LES FILLES DE L’AUTOBUS


Iouri Pimenov — 1963









Dialogue Maïeutique




Assurément, Marco Valdo M.I. mon ami, ce titre doit être une sorte de symbole, une objectivation du réel.


C’est le cas, en effet, répond Marco Valdo M.I., et ce qu’il symbolise tel un totem, ce qu’il incarne à vrai dire, c’est la vie morne, terne et vide qui — à l’exception d’une très réduite minorité excentrique — est celle des citoyens de Zinovie et même de ceux qu’on doit considérer comme des privilégiés — les dirigeants. Eux aussi sont condamnés au terne, au morne, au vide et à l’ennui grisâtre de leur quotidien.


Oh, dit Lucien l’âne, ça me rappelle la chanson de mon ami le macchabée, un gars un peu maigre, qui chantait dans un amphithéâtre ; je te résume le morceau :



« Dans un amphithéâtre, il y avait un macchabée.

Ce macchabée disait ; « Ah, ce qu’on s’emmerde ici ! ».


Et à mon avis, il avait raison, reprend Marco Valdo M.I., pareil pour les dirigeants, comme le dit la chanson :


« Ça sue l’ennui et la sottise de chez nous.

Un bureau et son fauteuil, une table noire,

Un coffre-fort, des téléphones, des armoires

Un canapé, un guéridon, un vase vide ;

Aux murs, les portraits des chefs et du Guide. »


A-t-on idée, demande Lucien l’âne, à qui est la voix qui conte ces histoires, car elle me paraît assez courageuse ?

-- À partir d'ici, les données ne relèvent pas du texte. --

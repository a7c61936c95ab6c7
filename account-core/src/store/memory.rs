//! In-memory store used by tests and embedded deployments.

use crate::models::{Account, ErrorRecord, ExternalLogin, SecurityToken, TokenPurpose};
use crate::store::{AccountFilter, AccountStore, ErrorLogStore, ExternalLoginStore, StoreError, TokenStore};
use async_trait::async_trait;
use chrono::{DateTime, Utc};
use dashmap::DashMap;
use std::sync::RwLock;
use uuid::Uuid;

/// DashMap-backed implementation of every store contract.
///
/// Per-entry locking gives the same atomicity the SQL implementation gets
/// from conditional updates: `update` compares `row_version` and `redeem`
/// marks a token used while holding that token's entry guard.
#[derive(Default)]
pub struct MemoryStore {
    accounts: DashMap<Uuid, Account>,
    logins: DashMap<(String, String), ExternalLogin>,
    tokens: DashMap<String, SecurityToken>,
    errors: RwLock<Vec<ErrorRecord>>,
}

impl MemoryStore {
    pub fn new() -> Self {
        Self::default()
    }

    fn find_account_by_email(&self, email: &str) -> Option<Account> {
        let needle = email.to_lowercase();
        self.accounts
            .iter()
            .find(|entry| entry.value().email.to_lowercase() == needle)
            .map(|entry| entry.value().clone())
    }
}

#[async_trait]
impl AccountStore for MemoryStore {
    async fn find_by_id(&self, account_id: Uuid) -> Result<Option<Account>, StoreError> {
        Ok(self.accounts.get(&account_id).map(|a| a.clone()))
    }

    async fn find_by_email(&self, email: &str) -> Result<Option<Account>, StoreError> {
        Ok(self.find_account_by_email(email))
    }

    async fn email_in_use(&self, email: &str) -> Result<bool, StoreError> {
        Ok(self.find_account_by_email(email).is_some())
    }

    async fn create(&self, account: &Account) -> Result<(), StoreError> {
        if self.find_account_by_email(&account.email).is_some() {
            return Err(StoreError::Duplicate);
        }
        self.accounts.insert(account.account_id, account.clone());
        Ok(())
    }

    async fn update(&self, account: &mut Account) -> Result<(), StoreError> {
        let mut stored = self
            .accounts
            .get_mut(&account.account_id)
            .ok_or(StoreError::NotFound)?;
        if stored.row_version != account.row_version {
            return Err(StoreError::Conflict);
        }
        account.row_version += 1;
        account.modified_utc = Utc::now();
        *stored = account.clone();
        Ok(())
    }

    async fn list(
        &self,
        filter: &AccountFilter,
        offset: u32,
        page_size: u32,
    ) -> Result<Vec<Account>, StoreError> {
        let mut rows: Vec<Account> = self
            .accounts
            .iter()
            .map(|entry| entry.value().clone())
            .filter(|a| match filter.client_id {
                Some(client_id) => a.client_id == Some(client_id),
                None => true,
            })
            .filter(|a| match &filter.email_contains {
                Some(fragment) => a.email.to_lowercase().contains(&fragment.to_lowercase()),
                None => true,
            })
            .collect();
        rows.sort_by_key(|a| a.created_utc);
        Ok(rows
            .into_iter()
            .skip(offset as usize)
            .take(page_size as usize)
            .collect())
    }
}

#[async_trait]
impl ExternalLoginStore for MemoryStore {
    async fn find(
        &self,
        provider: &str,
        provider_key: &str,
    ) -> Result<Option<ExternalLogin>, StoreError> {
        let key = (provider.to_string(), provider_key.to_string());
        Ok(self.logins.get(&key).map(|l| l.clone()))
    }

    async fn for_account(&self, account_id: Uuid) -> Result<Vec<ExternalLogin>, StoreError> {
        let mut rows: Vec<ExternalLogin> = self
            .logins
            .iter()
            .filter(|entry| entry.value().account_id == account_id)
            .map(|entry| entry.value().clone())
            .collect();
        rows.sort_by_key(|l| l.created_utc);
        Ok(rows)
    }

    async fn add(&self, login: &ExternalLogin) -> Result<(), StoreError> {
        let key = (login.provider.clone(), login.provider_key.clone());
        match self.logins.entry(key) {
            dashmap::mapref::entry::Entry::Occupied(_) => Err(StoreError::Duplicate),
            dashmap::mapref::entry::Entry::Vacant(slot) => {
                slot.insert(login.clone());
                Ok(())
            }
        }
    }

    async fn remove(
        &self,
        account_id: Uuid,
        provider: &str,
        provider_key: &str,
    ) -> Result<bool, StoreError> {
        let key = (provider.to_string(), provider_key.to_string());
        Ok(self
            .logins
            .remove_if(&key, |_, login| login.account_id == account_id)
            .is_some())
    }
}

#[async_trait]
impl TokenStore for MemoryStore {
    async fn insert(&self, token: &SecurityToken) -> Result<(), StoreError> {
        self.tokens.insert(token.token_digest.clone(), token.clone());
        Ok(())
    }

    async fn redeem(
        &self,
        account_id: Uuid,
        purpose: TokenPurpose,
        token_digest: &str,
        now: DateTime<Utc>,
    ) -> Result<Option<SecurityToken>, StoreError> {
        // The entry guard makes the check-and-mark atomic.
        let mut entry = match self.tokens.get_mut(token_digest) {
            Some(entry) => entry,
            None => return Ok(None),
        };
        let token = entry.value_mut();
        if token.account_id != account_id || token.purpose != purpose || !token.is_live(now) {
            return Ok(None);
        }
        token.used_utc = Some(now);
        Ok(Some(token.clone()))
    }
}

#[async_trait]
impl ErrorLogStore for MemoryStore {
    async fn append(&self, record: &ErrorRecord) -> Result<(), StoreError> {
        let mut errors = self
            .errors
            .write()
            .map_err(|_| StoreError::Backend(anyhow::anyhow!("error log lock poisoned")))?;
        errors.push(record.clone());
        Ok(())
    }

    async fn list(&self, offset: u32, page_size: u32) -> Result<Vec<ErrorRecord>, StoreError> {
        let errors = self
            .errors
            .read()
            .map_err(|_| StoreError::Backend(anyhow::anyhow!("error log lock poisoned")))?;
        Ok(errors
            .iter()
            .rev()
            .skip(offset as usize)
            .take(page_size as usize)
            .cloned()
            .collect())
    }
}
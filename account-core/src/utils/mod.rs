pub mod password;
pub mod token;

pub use password::{hash_password, verify_password, Password, PasswordHashString};
pub use token::{digest_matches, generate_numeric_code, generate_token, token_digest};
//! Password policy validation.

use crate::config::PasswordPolicy;
use crate::services::status::ApiStatus;

/// Specific ways a proposed password can violate the policy.
#[derive(Debug, Clone, Copy, PartialEq, Eq)]
pub enum PasswordViolation {
    TooShort { min_length: usize },
    MissingDigit,
    MissingLowercase,
    MissingUppercase,
    MissingNonAlphanumeric,
}

impl PasswordViolation {
    pub fn status(&self) -> ApiStatus {
        match self {
            PasswordViolation::TooShort { .. } => ApiStatus::InvalidArguments,
            PasswordViolation::MissingDigit => ApiStatus::PasswordRequiresDigit,
            PasswordViolation::MissingLowercase => ApiStatus::PasswordRequiresLowerCharacters,
            PasswordViolation::MissingUppercase => ApiStatus::PasswordRequiresUpperCharacters,
            PasswordViolation::MissingNonAlphanumeric => {
                ApiStatus::PasswordRequiresNonAlphanumericCharacters
            }
        }
    }
}

impl std::fmt::Display for PasswordViolation {
    fn fmt(&self, f: &mut std::fmt::Formatter<'_>) -> std::fmt::Result {
        match self {
            PasswordViolation::TooShort { min_length } => {
                write!(f, "Password must be at least {} characters", min_length)
            }
            PasswordViolation::MissingDigit => {
                write!(f, "Password must contain at least one digit")
            }
            PasswordViolation::MissingLowercase => {
                write!(f, "Password must contain at least one lower case letter")
            }
            PasswordViolation::MissingUppercase => {
                write!(f, "Password must contain at least one upper case letter")
            }
            PasswordViolation::MissingNonAlphanumeric => {
                write!(f, "Password must contain at least one non-alphanumeric character")
            }
        }
    }
}

/// Validate a proposed password against the configured policy, collecting
/// every violation rather than stopping at the first.
pub fn validate_password(password: &str, policy: &PasswordPolicy) -> Vec<PasswordViolation> {
    let mut violations = Vec::new();

    if password.chars().count() < policy.min_length {
        violations.push(PasswordViolation::TooShort {
            min_length: policy.min_length,
        });
    }

    if policy.require_digit && !password.chars().any(|c| c.is_ascii_digit()) {
        violations.push(PasswordViolation::MissingDigit);
    }

    if policy.require_lowercase && !password.chars().any(|c| c.is_lowercase()) {
        violations.push(PasswordViolation::MissingLowercase);
    }

    if policy.require_uppercase && !password.chars().any(|c| c.is_uppercase()) {
        violations.push(PasswordViolation::MissingUppercase);
    }

    if policy.require_non_alphanumeric && password.chars().all(|c| c.is_alphanumeric()) {
        violations.push(PasswordViolation::MissingNonAlphanumeric);
    }

    violations
}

Oui, dit Marco Valdo M.I., c’est encore le veilleur de nuit qu’on imagine entrant durant son tour de garde dans le bureau du directeur. Il se lance alors dans une série de réflexions à propos du bureau, puis du directeur (qui est le symbole, l’incarnation, la personnification de tous les dirigeants de Zinovie) et ensuite, il enchaîne une méditation de plus en plus nostalgique à propos de sa propre vie pour conclure à la manière du Pauvre Rutebeuf que chantait Léo Ferré.


« Mes amis ont disparu,

Mes femmes ne me voient plus.

La nuit encore me supporte,

Le jour, la mort frappe à ma porte.

Ma vie amère n’en peut plus.

La peur ne peut pas tout ternir,

Tout ce qui m’était à venir

M’est advenu. »


Ah, dit Lucien l’âne, je le trouve décidément bien mordu, de réminiscences et de bribes de poésie ce veilleur de nuit. Ce n’est certes pas un reproche, tout au contraire. Quelle jouissance ! Ce sont là des clins d’yeux, des deux, des phares antibrouillard à travers les brumes du temps, fût-il bientôt millénaire et puis, ça ravive ces mots disparus que le brouhaha étouffe et pour un peu éteindrait.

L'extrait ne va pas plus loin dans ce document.